Labour left activists have written to the current leadership of Momentum to demand that it facilitates online hustings for the upcoming internal elections.
In a letter to members of Momentum’s outgoing national coordinating group (NCG), 24 candidates hoping to replace them have made the call for a “proper debate”.
The signatories are all standing on the platform of new time-limited campaign group Forward Momentum, which unveiled its slate of candidates last week.
The #Forward24 includes Labour MP Nadia Whittome, metro-mayor Jamie Driscoll, former parliamentary candidate Jennifer Forbes and writer Alan Gibbons.
They have argued that Momentum, with its “well-deserved reputation for innovations in digital campaigning”, should be able to overcome technical difficulties presented by online hustings.
The activists also point out that volunteer-run Forward Momentum itself held video hustings as part of the open primaries process used to select members for its slate.
“Over 64 prospective candidates spoke and 500 supporters watched, after which nearly 2,000 supporters voted in our primaries,” the letter reads.
“Going forward, Momentum needs more, not less, of this engagement, which can provide an opportunity for grassroots activists and those without a large public profile or connections in high places to really make their mark.”
Momentum founder and current chair Jon Lansman announced via a LabourList piece that he would not be standing for the forthcoming internal NCG elections.
Another slate of candidates is expected to be released by rival campaign ‘Momentum Renewal‘ – backed by several Labour MPs – in the coming days.
NCG nominations will open on May 28th and close on June 11th, then a one-member-one-vote ballot will be conducted by Momentum from June 16th to June 30th.
Below is the full text of the Forward Momentum letter.
To the outgoing NCG,
As candidates for Forward Momentum, we are calling on you to reconsider your decision to not hold hustings for the coming NCG elections.
Momentum members deserve a meaningful debate about the future of our organisation. Candidates should be given a chance to engage with each other, debate our visions for Momentum and outline where there are key differences. Momentum must lead in facilitating this.
Such debates are part of what makes a healthy democratic culture, and at this critical crossroads for the left, they are essential. But if open democratic debate is not allowed and supported, it will only further reinforce the feeling among many in Momentum that democracy is an inconvenience to be managed. We know that many members have left Momentum or are considering leaving because they feel that they have no opportunity to get involved in important decisions.
While we understand the NCG’s concerns around the technical difficulties presented by online hustings, an organisation with a well-deserved reputation for innovations in digital campaigning such as Momentum is well-placed to overcome these obstacles. Indeed, in the general election Momentum hosted many successful Zoom calls, reaching out to thousands of activists.

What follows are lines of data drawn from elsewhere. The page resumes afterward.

//! End-to-end follower refresh through the public API: real extractors and
//! dispatch, with a fixture renderer standing in for the browser and an
//! in-memory store standing in for the database.

use std::sync::Mutex;
use std::time::Duration;

use doa_core::{FollowerStore, FollowerUpdate, Platform, SocialNetworkRecord};
use doa_scraper::{
    update_all, BatchConfig, BrowserError, FollowerCountService, PageRenderer, RenderedPage,
};

/// Serves canned profile pages keyed by host.
struct FixtureRenderer;

impl PageRenderer for FixtureRenderer {
    async fn render(&self, url: &str) -> Result<RenderedPage, BrowserError> {
        let html = if url.contains("instagram.com") {
            r#"<html><head><meta name="description" content="34 mil seguidores, 100 seguindo, 50 posts"></head></html>"#
        } else if url.contains("youtube.com") {
            r#"<html><body><script>var ytInitialData = {"subscriberCountText":{"simpleText":"1,2 mi de inscritos"}};</script></body></html>"#
        } else if url.contains("tiktok.com") {
            return Err(BrowserError::Timeout {
                url: url.to_string(),
                secs: 30,
            });
        } else {
            "<html><body></body></html>"
        };
        Ok(RenderedPage::from_html(url, html))
    }
}

#[derive(Default)]
struct MemoryStore {
    writes: Mutex<Vec<(i64, FollowerUpdate)>>,
}

impl FollowerStore for MemoryStore {
    type Error = std::convert::Infallible;

    async fn save_follower_update(
        &self,
        id: i64,
        update: &FollowerUpdate,
    ) -> Result<(), Self::Error> {
        self.writes
            .lock()
            .expect("lock")
            .push((id, update.clone()));
        Ok(())
    }
}

fn record(id: i64, platform: Platform, url: &str) -> SocialNetworkRecord {
    SocialNetworkRecord {
        id,
        platform,
        url: url.to_string(),
        username: "creator".to_string(),
        followers: None,
        followers_updated_at: None,
        update_error: None,
    }
}

#[tokio::test(start_paused = true)]
async fn five_record_run_updates_supported_platforms_only() {
    let records = vec![
        record(1, Platform::Instagram, "https://www.instagram.com/creator/"),
        record(2, Platform::Youtube, "@creator"),
        record(3, Platform::Whatsapp, "https://wa.me/5511999999999"),
        record(4, Platform::Tiktok, "creator"),
        record(5, Platform::X, "https://x.com/creator"),
    ];
    let service = FollowerCountService::new(FixtureRenderer);
    let store = MemoryStore::default();
    let config = BatchConfig {
        max_concurrent: 2,
        delay_between_batches: Duration::from_millis(2_500),
        failure_threshold: 0,
    };

    let summary = update_all(&records, &service, &store, &config).await;

    assert_eq!(summary.processed, 3);
    assert_eq!(summary.batches, 2);
    assert_eq!(summary.delays, 1);
    assert_eq!(summary.skipped, 2);

    let mut writes = store.writes.lock().expect("lock").clone();
    writes.sort_by_key(|(id, _)| *id);
    let ids: Vec<i64> = writes.iter().map(|(id, _)| *id).collect();
    assert_eq!(ids, vec![1, 2, 4]);

    assert_eq!(writes[0].1.followers, Some(34_000));
    assert!(writes[0].1.error.is_none());
    assert_eq!(writes[1].1.followers, Some(1_200_000));
    assert!(writes[2].1.followers.is_none());
    assert_eq!(
        writes[2].1.error.as_deref(),
        Some("TikTok: navigation to https://www.tiktok.com/@creator timed out after 30s")
    );
}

At Forward Momentum we also recently hosted our own video hustings as part of our open primaries process for selecting our slate of candidates, despite our campaign being just six weeks old, without resources and run entirely by volunteers. Over 64 prospective candidates spoke and 500 supporters watched, after which nearly 2,000 supporters voted in our primaries. Going forward Momentum needs more, not less, of this engagement, which can provide an opportunity for grassroots activists and those without a large public profile or connections in high places to really make their mark.
Hustings are of course just one part of this election, and a small part of what makes an organisation democratic, but at this moment it is vital every effort is made to engage members, and fuel the debate on the future of Momentum.
Members frequently remark upon a culture of top-down decision-making in our organisation. We know because we have experienced it, and spoken to so many others who have experienced it. This culture has bred a sense of despondency and disengagement among members. A desire to change it motivated many of us to stand for election. Any action that can be taken to drive engagement in this election, and to encourage future participation in Momentum, should be taken, no matter how small.
So we respectfully ask you to start by implementing online hustings; let’s have a proper debate and then let’s get on with the much-needed task of transforming Momentum into the member-led and campaigning organisation we need it to be.